Selasa, 03 Januari 2023
WE NewsWorthy, Jakarta – Pakar Kebijakan Publik Narasi Institute, Achmad Nur Hidayat, mengomentari rencana perubahan tarif KRL yang akan membedakan golongan si kaya dan si miskin.
Menurut Achmad, adanya rencana pembedaan tarif tersebut justru menunjukkan bahwa kebijakan perkeretaapian tengah mengalami kebingungan.
“Ini menjadi polemik ya. Saya kira mungkin menggunakan istilah golongan kaya dan golongan miskin itu sebetulnya adalah satu simplifikasi yang sedang ditunjukkan oleh masyarakat oleh publik bahwa sebenarnya kebijakan perkereta apian ini sedang mengalami kebingungan,” ujar Achmad, dikutip NewsWorthy dari kanal YouTube Achmad Nur Hidayat pada Selasa (3/1).
Rencana kebijakan tersebut menjadi polemik lantaran di zaman Indonesia yang sudah merdeka, terjadi diskriminatif berdasarkan pendapatan.
“Kenapa bingung?
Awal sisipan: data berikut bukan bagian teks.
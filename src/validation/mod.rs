// src/validation/mod.rs

//! Well-formedness checking of patterns (the D0–D4 conditions of the
//! measurement calculus) and numeric consistency checks on joint states.

use crate::core::{JointState, MbqcError, Qubit, Result};
use crate::operations::Command;
use crate::pattern::Pattern;
use std::collections::BTreeSet;
use std::fmt;
use tracing::debug;

/// Which condition a [`Violation`] breaks.
#[derive(Debug, Clone, Copy, PartialEq, Eq, Hash)]
pub enum ViolationKind {
    /// A signal references a qubit that has not been measured yet.
    D0,
    /// A command acts on a qubit that has already been measured.
    D1,
    /// A command acts on a qubit that was never prepared.
    D2,
    /// The prepared identifiers are not exactly `0..n`.
    D4,
    /// The same qubit is declared by more than one preparation.
    DuplicatePreparation,
    /// `Entangle(q, q)`.
    SelfEntanglement,
}

impl fmt::Display for ViolationKind {
    fn fmt(&self, f: &mut fmt::Formatter<'_>) -> fmt::Result {
        let name = match self {
            ViolationKind::D0 => "D0",
            ViolationKind::D1 => "D1",
            ViolationKind::D2 => "D2",
            ViolationKind::D4 => "D4",
            ViolationKind::DuplicatePreparation => "duplicate preparation",
            ViolationKind::SelfEntanglement => "self-entanglement",
        };
        f.write_str(name)
    }
}

/// One diagnostic produced by [`check`].
#[derive(Debug, Clone, PartialEq)]
pub struct Violation {
    /// The broken condition.
    pub kind: ViolationKind,
    /// Index and copy of the offending command; `None` for program-level
    /// violations (D4, duplicate preparations).
    pub command: Option<(usize, Command)>,
    /// Qubits the violation is about (e.g. the unmeasured signal, the
    /// missing identifiers).
    pub qubits: Vec<Qubit>,
    /// Human-readable description.
    pub message: String,
}

impl Violation {
    fn at(kind: ViolationKind, index: usize, command: &Command, qubits: Vec<Qubit>, message: String) -> Self {
        Self { kind, command: Some((index, command.clone())), qubits, message }
    }

    fn global(kind: ViolationKind, qubits: Vec<Qubit>, message: String) -> Self {
        Self { kind, command: None, qubits, message }
    }
}

impl fmt::Display for Violation {
    fn fmt(&self, f: &mut fmt::Formatter<'_>) -> fmt::Result {
        match &self.command {
            Some((index, command)) => write!(f, "[{}] command #{} {:?}: {}", self.kind, index, command, self.message),
            None => write!(f, "[{}] {}", self.kind, self.message),
        }
    }
}

/// Checks the D0–D4 conditions and returns the number of qubits.
///
/// All violations are collected in a single pass over the commands followed
/// by a global pass over the prepared identifiers; checking does not stop at
/// the first problem.
///
/// # Returns
/// * `Ok(n)` if the pattern is well-formed; `n` equals the number of distinct
///   prepared qubits and the prepared identifiers are exactly `0..n`.
/// * `Err(violations)` with at least one entry otherwise.
pub fn check(pattern: &Pattern) -> std::result::Result<usize, Vec<Violation>> {
    let mut violations = Vec::new();

    // 1. Prepared set (and duplicates) from the preparation list.
    let mut prepared: BTreeSet<Qubit> = BTreeSet::new();
    for preparation in pattern.preparations() {
        for (qubit, _) in preparation.declared() {
            if !prepared.insert(qubit) {
                violations.push(Violation::global(
                    ViolationKind::DuplicatePreparation,
                    vec![qubit],
                    format!("qubit {} is prepared more than once", qubit),
                ));
            }
        }
    }

    // 2. Walk the commands in program order.
    let mut measured: BTreeSet<Qubit> = BTreeSet::new();
    for (index, command) in pattern.commands().iter().enumerate() {
        if let Command::Entangle(a, b) = command {
            if a == b {
                violations.push(Violation::at(
                    ViolationKind::SelfEntanglement,
                    index,
                    command,
                    vec![*a],
                    format!("qubit {} cannot be entangled with itself", a),
                ));
            }
        }

        for qubit in command.targets() {
            if !prepared.contains(&qubit) {
                violations.push(Violation::at(
                    ViolationKind::D2,
                    index,
                    command,
                    vec![qubit],
                    format!("qubit {} is used but never prepared", qubit),
                ));
            }
            if measured.contains(&qubit) {
                violations.push(Violation::at(
                    ViolationKind::D1,
                    index,
                    command,
                    vec![qubit],
                    format!("qubit {} is acted on after it was measured", qubit),
                ));
            }
        }

        for signal in command.signals() {
            if !measured.contains(&signal) {
                violations.push(Violation::at(
                    ViolationKind::D0,
                    index,
                    command,
                    vec![signal],
                    format!("signal {} is read before it is measured", signal),
                ));
            }
        }

        if let Command::Measure { qubit, .. } = command {
            measured.insert(*qubit);
        }
    }

    // 3. Prepared identifiers must be exactly 0..n.
    let n = prepared.len();
    let expected: BTreeSet<Qubit> = (0..n).map(Qubit).collect();
    if prepared != expected {
        let missing: Vec<Qubit> = match prepared.last() {
            Some(max) => (0..max.index()).map(Qubit).filter(|q| !prepared.contains(q)).collect(),
            None => Vec::new(),
        };
        let listed: Vec<String> = missing.iter().map(|q| q.to_string()).collect();
        violations.push(Violation::global(
            ViolationKind::D4,
            missing,
            format!(
                "prepared qubits are not contiguous from q0: {} prepared, missing [{}]",
                n,
                listed.join(", ")
            ),
        ));
    }

    if violations.is_empty() {
        Ok(n)
    } else {
        debug!(violations = violations.len(), "pattern rejected by well-formedness check");
        Err(violations)
    }
}

/// A pattern that has passed [`check`], together with its qubit count.
///
/// The simulation engine only accepts this type, so executing an unchecked
/// or rejected pattern cannot be expressed.
#[derive(Debug, Clone, PartialEq)]
pub struct CheckedPattern {
    pattern: Pattern,
    num_qubits: usize,
}

impl CheckedPattern {
    /// Checks `pattern` and wraps it on success.
    ///
    /// # Errors
    /// `MbqcError::IllFormed` carrying every violation found.
    pub fn new(pattern: Pattern) -> Result<Self> {
        let num_qubits = check(&pattern).map_err(MbqcError::IllFormed)?;
        Ok(Self { pattern, num_qubits })
    }

    /// The checked pattern.
    pub fn pattern(&self) -> &Pattern {
        &self.pattern
    }

    /// Number of qubits (`n`, with identifiers `0..n`).
    pub fn num_qubits(&self) -> usize {
        self.num_qubits
    }

    /// Unwraps the pattern.
    pub fn into_pattern(self) -> Pattern {
        self.pattern
    }
}

impl TryFrom<Pattern> for CheckedPattern {
    type Error = MbqcError;

    fn try_from(pattern: Pattern) -> Result<Self> {
        CheckedPattern::new(pattern)
    }
}

/// Checks if the state vector is normalized (sum of squared amplitudes ≈ 1.0).
///
/// # Arguments
/// * `state` - The `JointState` to check.
/// * `tolerance` - Allowed deviation from 1.0.
/// * `context` - Where the check happens; copied into the error.
///
/// # Returns
/// * `Ok(())` if normalized within tolerance.
/// * `Err(MbqcError::NumericConsistency)` otherwise.
pub fn check_normalization(state: &JointState, tolerance: f64, context: &str) -> Result<()> {
    check_total(state.norm_sqr(), tolerance, context)
}

/// Checks that a total probability is within `tolerance` of 1.
pub fn check_total(total: f64, tolerance: f64, context: &str) -> Result<()> {
    if (total - 1.0).abs() > tolerance || !total.is_finite() {
        Err(MbqcError::NumericConsistency { context: context.to_string(), total, tolerance })
    } else {
        Ok(())
    }
}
Karena kok bisa-bisanya ini ada di zaman kita merdeka begini itu diskriminatif itu disesuaikan dengan pendapatan, income,” ujar Achmad.
Pakar sekaligus ekonom ini lantas mengungkit bagaimana kereta api zaman dulu menunjukkan kasta para penumpangnya.
Kereta untuk pribumi biasanya penuh sesak sementara kereta untuk para pejabat pemerintah Hindia Belanda saat itu tidak.
Fenomena tersebut bisa terlihat kembali seandainya pemerintah benar-benar menerapkan kebijakan pembedaan harga tarif KRL.
“Kira-kira dengan adanya golongan kaya dan golongan miskin ini kira-kira kita akan melihat fenomena yang sama. Cuma bedanya ini ada di negeri kita sendiri yang merdeka. Kalau yang dulu itu ada di negeri kita tapi kita terjajah,” jelas Achmad.
Sebelumnya pemerintah melalui Kementerian Perhubungan (Kemenhub), berencana untuk membedakan tarif KRL bagi yang mampu dan tidak mampu dengan tujuan agar subsidi lebih tepat sasaran.